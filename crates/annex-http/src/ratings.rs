//! Ratings handlers
//!
//! ```text
//! GET /{type}/{key}/ratings   current aggregate
//! PUT /{type}/{key}/ratings   merge a delta, returns the new aggregate
//! ```

use crate::error::{ApiError, ApiResult};
use crate::state::{AppState, blocking};
use annex_common::RatingAggregate;
use annex_store::Rateable;
use axum::Json;
use axum::body::Bytes;
use axum::extract::{Path, State};
use std::sync::Arc;
use tracing::error;

const RATEABLE: &str = "rateable";

const RATING_INVALID: &str = "rating could not be parsed";
const RATING_FETCH_ERR: &str = "could not load ratings";
const RATING_SAVE_ERR: &str = "rating could not be saved";

/// GET /{type}/{key}/ratings
///
/// # Errors
/// 406 for an unknown type, 400 if the ratings cannot be loaded.
pub async fn get_ratings(
    State(state): State<Arc<AppState>>,
    Path((kind, key)): Path<(String, String)>,
) -> ApiResult<Json<RatingAggregate>> {
    state.require_type(RATEABLE, &kind).await?;

    let rateable = Rateable::new(state.store.clone(), kind, key);
    let handle = rateable.clone();
    match blocking(move || handle.fetch()).await? {
        Ok(rating) => Ok(Json(rating)),
        Err(e) => {
            error!(kind = %rateable.kind(), key = %rateable.key(), "{}: {}", RATING_FETCH_ERR, e);
            Err(ApiError::bad_request(RATING_FETCH_ERR))
        }
    }
}

/// PUT /{type}/{key}/ratings
///
/// The body holds any subset of the five counters; missing counters are
/// zero. The type is checked before the body is parsed.
///
/// # Errors
/// 406 for an unknown type, 400 for an unparsable body, 500 if the merge
/// fails.
pub async fn put_ratings(
    State(state): State<Arc<AppState>>,
    Path((kind, key)): Path<(String, String)>,
    body: Bytes,
) -> ApiResult<Json<RatingAggregate>> {
    state.require_type(RATEABLE, &kind).await?;

    let delta: RatingAggregate = serde_json::from_slice(&body).map_err(|e| {
        error!(kind = %kind, key = %key, "{}: {}", RATING_INVALID, e);
        ApiError::bad_request(RATING_INVALID)
    })?;

    let rateable = Rateable::new(state.store.clone(), kind, key);
    let handle = rateable.clone();
    match blocking(move || handle.merge(delta)).await? {
        Ok(rating) => Ok(Json(rating)),
        Err(e) => {
            error!(
                kind = %rateable.kind(),
                key = %rateable.key(),
                rating = ?delta,
                "{}: {}", RATING_SAVE_ERR, e
            );
            Err(ApiError::internal(RATING_SAVE_ERR))
        }
    }
}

Brief: Copy every line above exactly.

Reply to the exercise:
filename crates/annex-http/src/ratings.rs
//! Ratings handlers
//!
//! ```text
//! GET /{type}/{key}/ratings   current aggregate
//! PUT /{type}/{key}/ratings   merge a delta, returns the new aggregate
//! ```

use crate::error::{ApiError, ApiResult};
use crate::state::{AppState, blocking};
use annex_common::RatingAggregate;
use annex_store::Rateable;
use axum::Json;
use axum::body::Bytes;
use axum::extract::{Path, State};
use std::sync::Arc;
use tracing::error;

const RATEABLE: &str = "rateable";

const RATING_INVALID: &str = "rating could not be parsed";
const RATING_FETCH_ERR: &str = "could not load ratings";
const RATING_SAVE_ERR: &str = "rating could not be saved";

/// GET /{type}/{key}/ratings
///
/// # Errors
/// 406 for an unknown type, 400 if the ratings cannot be loaded.
pub async fn get_ratings(
    State(state): State<Arc<AppState>>,
    Path((kind, key)): Path<(String, String)>,
) -> ApiResult<Json<RatingAggregate>> {
    state.require_type(RATEABLE, &kind).await?;

    let rateable = Rateable::new(state.store.clone(), kind, key);
    let handle = rateable.clone();
    match blocking(move || handle.fetch()).await? {
        Ok(rating) => Ok(Json(rating)),
        Err(e) => {
            error!(kind = %rateable.kind(), key = %rateable.key(), "{}: {}", RATING_FETCH_ERR, e);
            Err(ApiError::bad_request(RATING_FETCH_ERR))
        }
    }
}

/// PUT /{type}/{key}/ratings
///
/// The body holds any subset of the five counters; missing counters are
/// zero. The type is checked before the body is parsed.
///
/// # Errors
/// 406 for an unknown type, 400 for an unparsable body, 500 if the merge
/// fails.
pub async fn put_ratings(
    State(state): State<Arc<AppState>>,
    Path((kind, key)): Path<(String, String)>,
    body: Bytes,
) -> ApiResult<Json<RatingAggregate>> {
    state.require_type(RATEABLE, &kind).await?;

    let delta: RatingAggregate = serde_json::from_slice(&body).map_err(|e| {
        error!(kind = %kind, key = %key, "{}: {}", RATING_INVALID, e);
        ApiError::bad_request(RATING_INVALID)
    })?;

    let rateable = Rateable::new(state.store.clone(), kind, key);
    let handle = rateable.clone();
    match blocking(move || handle.merge(delta)).await? {
        Ok(rating) => Ok(Json(rating)),
        Err(e) => {
            error!(
                kind = %rateable.kind(),
                key = %rateable.key(),
                rating = ?delta,
                "{}: {}", RATING_SAVE_ERR, e
            );
            Err(ApiError::internal(RATING_SAVE_ERR))
        }
    }
}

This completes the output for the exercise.